Nel 1587, con la nomina a Duca di Toscana, il cardinale Ferdinando dei Medici fece rientro a Firenze, portando con se Pietro da Barga; ed è dai documenti storici attestanti i pagamenti mensili che il Duca faceva alla sua persona che la Massinelli trovò scritto il cognome Simoni.
A questo punto due parole sulla famiglia Simoni di Barga vanno spese.
In Barga i Simoni ebbero un certo rilievo, erano censiti ad estimo e alcuni di loro, nei vari tempi, ricoprirono tutte le cariche del Comune.
Nel ‘300 si ricorda Simone di Maestro Ranieri da Barga, ritenuto un Simoni, il quale ebbe un ruolo di primo piano in Lucca. Vicino alla famiglia Castracani, fu tra i delegati per i trattati della libertà Lucchese dalla dominazione Pisana del 1369. Svolse anche altre importanti missioni di pace ed anche di guerra al comando delle truppe lucchesi.
Un Giulio nel corso del 1600 scrisse una storia di Barga e della Garfagnana, rimasta manoscritta ed oggi dispersa, i cui risultati furono utili a Don Filippo Verzani per scrivere la sua storia di Barga.
Dai libri del Comune si apprende che nel 1570, nel quartiere di Macchiaia, esisteva Domenico di Giovanni Simoni, forse un diretto parente di Pietro, il quale fu eletto con altri di Barga e di Sommocolonia per la riforma delle “borse” per gli incarichi del Comune.
I Simoni si spensero a Barga nel 1700 con la famiglia di Piero abitante nel quartiere di porta Reale, il quale ebbe una figlia.
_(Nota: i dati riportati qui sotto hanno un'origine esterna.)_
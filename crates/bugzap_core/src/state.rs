use std::path::{Path, PathBuf};

use crate::view_model::{log_preview, AppViewModel, ReportView};
use crate::AnalysisReport;

pub type SubmissionId = u64;

#[derive(Debug, Clone, Copy, PartialEq, Eq, Default)]
pub enum EngineHint {
    #[default]
    Unity,
    Unreal,
    Auto,
}

#[derive(Debug, Clone, Copy, PartialEq, Eq, Default)]
pub enum Phase {
    #[default]
    Idle,
    Submitting {
        submission_id: SubmissionId,
    },
    Succeeded,
    Failed,
}

#[derive(Debug, Clone, PartialEq, Eq)]
pub struct SelectedLog {
    pub path: PathBuf,
    pub file_name: String,
    pub contents: Vec<u8>,
}

#[derive(Debug, Clone, PartialEq, Eq)]
pub enum FeedbackStatus {
    Sending,
    Sent,
    Failed(String),
}

#[derive(Debug, Clone, PartialEq, Default)]
pub struct AppState {
    engine_hint: EngineHint,
    selected: Option<SelectedLog>,
    phase: Phase,
    report: Option<AnalysisReport>,
    error: Option<String>,
    saved: Option<Result<PathBuf, String>>,
    feedback: Option<FeedbackStatus>,
    last_submission_id: SubmissionId,
    dirty: bool,
}

impl AppState {
    pub fn new() -> Self {
        Self::default()
    }

    pub fn view(&self) -> AppViewModel {
        AppViewModel {
            phase: self.phase,
            engine_hint: self.engine_hint,
            file_name: self.selected.as_ref().map(|log| log.file_name.clone()),
            preview: self
                .selected
                .as_ref()
                .map(|log| log_preview(&String::from_utf8_lossy(&log.contents)))
                .filter(|preview| !preview.is_empty()),
            can_submit: self.can_submit(),
            busy: self.in_flight().is_some(),
            report: self.report.as_ref().map(ReportView::from_report),
            error: self.error.clone(),
            saved: self.saved.clone(),
            feedback: self.feedback.clone(),
            dirty: self.dirty,
        }
    }

    pub fn phase(&self) -> Phase {
        self.phase
    }

    pub fn is_settled(&self) -> bool {
        matches!(self.phase, Phase::Succeeded | Phase::Failed)
    }

    pub fn in_flight(&self) -> Option<SubmissionId> {
        match self.phase {
            Phase::Submitting { submission_id } => Some(submission_id),
            _ => None,
        }
    }

    pub fn can_submit(&self) -> bool {
        self.selected.is_some() && self.in_flight().is_none()
    }

    pub fn report(&self) -> Option<&AnalysisReport> {
        self.report.as_ref()
    }

    pub fn feedback_status(&self) -> Option<&FeedbackStatus> {
        self.feedback.as_ref()
    }

    /// Returns and clears the dirty flag.
    pub fn consume_dirty(&mut self) -> bool {
        std::mem::take(&mut self.dirty)
    }

    pub(crate) fn mark_dirty(&mut self) {
        self.dirty = true;
    }

    pub(crate) fn engine_hint(&self) -> EngineHint {
        self.engine_hint
    }

    pub(crate) fn set_engine_hint(&mut self, hint: EngineHint) {
        if self.engine_hint != hint {
            self.engine_hint = hint;
            self.mark_dirty();
        }
    }

    pub(crate) fn select_log(&mut self, path: PathBuf, contents: Vec<u8>) {
        let file_name = file_name_of(&path);
        self.selected = Some(SelectedLog {
            path,
            file_name,
            contents,
        });
        self.mark_dirty();
    }

    pub(crate) fn selected(&self) -> Option<&SelectedLog> {
        self.selected.as_ref()
    }

    /// Starts a new submission, discarding the previous outcome.
    pub(crate) fn begin_submission(&mut self) -> SubmissionId {
        self.last_submission_id += 1;
        let submission_id = self.last_submission_id;
        self.phase = Phase::Submitting { submission_id };
        self.report = None;
        self.error = None;
        self.saved = None;
        self.mark_dirty();
        submission_id
    }

    pub(crate) fn abandon_submission(&mut self) {
        self.phase = Phase::Idle;
        self.mark_dirty();
    }

    pub(crate) fn finish_with_report(&mut self, report: AnalysisReport) {
        self.phase = Phase::Succeeded;
        self.report = Some(report);
        self.error = None;
        self.mark_dirty();
    }

    pub(crate) fn finish_with_error(&mut self, message: String) {
        self.phase = Phase::Failed;
        self.report = None;
        self.error = Some(message);
        self.mark_dirty();
    }

    pub(crate) fn reset(&mut self) {
        self.selected = None;
        self.phase = Phase::Idle;
        self.report = None;
        self.error = None;
        self.saved = None;
        self.mark_dirty();
    }

    pub(crate) fn record_saved(&mut self, result: Result<PathBuf, String>) {
        self.saved = Some(result);
        self.mark_dirty();
    }

    pub(crate) fn set_feedback(&mut self, status: FeedbackStatus) {
        self.feedback = Some(status);
        self.mark_dirty();
    }
}

fn file_name_of(path: &Path) -> String {
    path.file_name()
        .map(|name| name.to_string_lossy().into_owned())
        .unwrap_or_else(|| path.display().to_string())
}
Nel 1714 si ricorda anche suor Maria Caterina Simoni del Convento di S. Domenico a Barga.
Del nostro Pietro troviamo altre notizie nel libro “Bronzetti dal sec. XV al XVII” del museo del Bargello, dove dello stesso sono ammirabili diciotto opere nella sala, appunto, dei bronzetti, assieme ad altre del Bandinelli, Giambologna, ecc.
Il bronzetto rinascimentale aveva la funzione principale di memoria storica dell’arte classica e i Medici commissionavano ai loro artisti anche riproduzioni in piccolo di opere antiche: “Alla traduzione in bronzetto di opere antiche…ma anche di famose sculture moderne, come il Cristo della Minerva di Michelangelo…si dedicò in particolare Pietro da Barga, raro scultore prediletto da Ferdinando I de’ Medici”.
Abbiamo aperto l’articolo col ricordo di Pietro Angeli e ciò ha un suo significato, che va oltre l’ovvia citazione. Difatti l’Angeli, che consigliava i Medici in materia d’antichità, fu colui che condusse da Barga a Firenze Pietro Simoni. L’importante citazione si apprende dal libro della mostra “Magnificenza alla corte dei Medici” che si tenne a Firenze nel 1997 e precisamente nella scheda dedicata allo scultore Pietro da Barga, dove è riportato, tra l’altro, un singolare fatto storico accaduto all’unica opera dello stesso esposta alla mostra e che riportiamo per far capire la sua maestria.
Pietro da Barga nel 1579 eseguì un bronzetto raffigurante Giasone, l’eroe al quale si era ispirato CosimoI. A quest’opera gli fu commissionato di unire, sulla testa di Giasone, saldandolo, un bronzetto etrusco in quel tempo ritrovato in uno scavo, raffigurante un amorino, così da comporre l’insieme mitologico: Eros che versa il nettare nella bocca di Giasone. Perso il nome col quale l’opera era stata inventariata nel 1589 e così sapientemente composta dal nostro Pietro, col passare dei secoli fu ritenuta un capolavoro dell’arte ellenistica e nel 1800, con questa caratteristica, esposta al Museo Archeologico di Firenze.
L’autore della scheda citata, Erkinger Schwarzemberg, nota: “Il fatto che dal 1589 al 1991 nessuno abbia osato esprimere dubbi sull’autenticità del bronzetto dimostra la bravura di Pietro nell’assimilare la maniera antica”.
Di Pietro Simoni da Barga il Bargello non ci ha fornito altre informazioni oltre alla citazione di sue notizie dal 1571 al 1588. Le diciotto opere in mostra variano da trenta a cinquanta centimetri d’altezza e veramente sono, per dirla con Cesare Biondi, “scolpite con leggiadria e sicurezza di linea”.